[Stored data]
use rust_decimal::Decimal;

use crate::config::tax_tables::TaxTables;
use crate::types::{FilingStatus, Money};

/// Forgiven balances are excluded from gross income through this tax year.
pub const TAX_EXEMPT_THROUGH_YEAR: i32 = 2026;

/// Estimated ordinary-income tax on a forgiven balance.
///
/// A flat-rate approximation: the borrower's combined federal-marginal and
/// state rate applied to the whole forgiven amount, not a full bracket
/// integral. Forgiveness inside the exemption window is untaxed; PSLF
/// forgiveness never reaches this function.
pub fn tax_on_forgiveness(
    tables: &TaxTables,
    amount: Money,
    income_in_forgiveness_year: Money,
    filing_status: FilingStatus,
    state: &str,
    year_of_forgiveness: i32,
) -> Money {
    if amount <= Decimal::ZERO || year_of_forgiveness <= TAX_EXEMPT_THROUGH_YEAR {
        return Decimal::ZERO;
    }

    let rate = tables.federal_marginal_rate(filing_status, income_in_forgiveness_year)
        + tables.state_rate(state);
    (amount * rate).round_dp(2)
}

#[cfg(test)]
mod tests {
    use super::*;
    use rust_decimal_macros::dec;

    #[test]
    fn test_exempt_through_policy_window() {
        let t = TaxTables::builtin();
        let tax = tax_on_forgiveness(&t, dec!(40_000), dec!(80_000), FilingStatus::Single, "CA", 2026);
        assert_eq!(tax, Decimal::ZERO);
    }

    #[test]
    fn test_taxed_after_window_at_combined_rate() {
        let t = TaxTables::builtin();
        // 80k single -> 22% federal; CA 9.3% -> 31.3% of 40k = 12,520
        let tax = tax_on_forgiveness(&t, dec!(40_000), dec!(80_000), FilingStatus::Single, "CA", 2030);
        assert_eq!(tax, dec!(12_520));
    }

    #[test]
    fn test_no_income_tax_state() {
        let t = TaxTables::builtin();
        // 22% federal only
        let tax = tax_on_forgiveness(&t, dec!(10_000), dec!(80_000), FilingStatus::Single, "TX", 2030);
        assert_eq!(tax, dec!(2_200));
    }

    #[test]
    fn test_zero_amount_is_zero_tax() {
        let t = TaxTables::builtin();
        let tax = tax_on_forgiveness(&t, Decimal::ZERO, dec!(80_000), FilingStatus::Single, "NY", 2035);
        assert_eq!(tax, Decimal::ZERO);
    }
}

-- Instructions for the task --
Only an exact copy of the entries above will do.

-- Answer for the task --
use rust_decimal::Decimal;

use crate::config::tax_tables::TaxTables;
use crate::types::{FilingStatus, Money};

/// Forgiven balances are excluded from gross income through this tax year.
pub const TAX_EXEMPT_THROUGH_YEAR: i32 = 2026;

/// Estimated ordinary-income tax on a forgiven balance.
///
/// A flat-rate approximation: the borrower's combined federal-marginal and
/// state rate applied to the whole forgiven amount, not a full bracket
/// integral. Forgiveness inside the exemption window is untaxed; PSLF
/// forgiveness never reaches this function.
pub fn tax_on_forgiveness(
    tables: &TaxTables,
    amount: Money,
    income_in_forgiveness_year: Money,
    filing_status: FilingStatus,
    state: &str,
    year_of_forgiveness: i32,
) -> Money {
    if amount <= Decimal::ZERO || year_of_forgiveness <= TAX_EXEMPT_THROUGH_YEAR {
        return Decimal::ZERO;
    }

    let rate = tables.federal_marginal_rate(filing_status, income_in_forgiveness_year)
        + tables.state_rate(state);
    (amount * rate).round_dp(2)
}

#[cfg(test)]
mod tests {
    use super::*;
    use rust_decimal_macros::dec;

    #[test]
    fn test_exempt_through_policy_window() {
        let t = TaxTables::builtin();
        let tax = tax_on_forgiveness(&t, dec!(40_000), dec!(80_000), FilingStatus::Single, "CA", 2026);
        assert_eq!(tax, Decimal::ZERO);
    }

    #[test]
    fn test_taxed_after_window_at_combined_rate() {
        let t = TaxTables::builtin();
        // 80k single -> 22% federal; CA 9.3% -> 31.3% of 40k = 12,520
        let tax = tax_on_forgiveness(&t, dec!(40_000), dec!(80_000), FilingStatus::Single, "CA", 2030);
        assert_eq!(tax, dec!(12_520));
    }

    #[test]
    fn test_no_income_tax_state() {
        let t = TaxTables::builtin();
        // 22% federal only
        let tax = tax_on_forgiveness(&t, dec!(10_000), dec!(80_000), FilingStatus::Single, "TX", 2030);
        assert_eq!(tax, dec!(2_200));
    }

    #[test]
    fn test_zero_amount_is_zero_tax() {
        let t = TaxTables::builtin();
        let tax = tax_on_forgiveness(&t, Decimal::ZERO, dec!(80_000), FilingStatus::Single, "NY", 2035);
        assert_eq!(tax, Decimal::ZERO);
    }
}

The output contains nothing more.